- [What to do]: Nothing but the lines from the one containing "mod watcher;" to the end of the records below should be output, each exactly as written.

Collected data
*** Block opens ***
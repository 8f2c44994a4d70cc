//! Agones SDK watch
//!
//! - `client`: one connection attempt to the watch endpoint
//! - `retry`: cancellable retry policy around connection attempts
//! - `event`: tolerant parsing of a single event line
//! - `stream`: reading events until the user label appears
//! - `watcher`: connect + read, reconnecting when the stream drops

pub mod client;
pub mod event;
pub mod retry;
pub mod stream;
mod watcher;

pub use client::{HttpWatchSource, WatchSource, WatchStream};
pub use event::{GameServerEvent, LabelLookup, UserId};
pub use retry::{AttemptError, RetryPolicy, RetryState, with_retry};
pub use stream::{StreamOutcome, wait_for_label};
pub use watcher::Watcher;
*** Block closes ***
- [Task result]:
mod watcher;

pub use client::{HttpWatchSource, WatchSource, WatchStream};
pub use event::{GameServerEvent, LabelLookup, UserId};
pub use retry::{AttemptError, RetryPolicy, RetryState, with_retry};
pub use stream::{StreamOutcome, wait_for_label};
pub use watcher::Watcher;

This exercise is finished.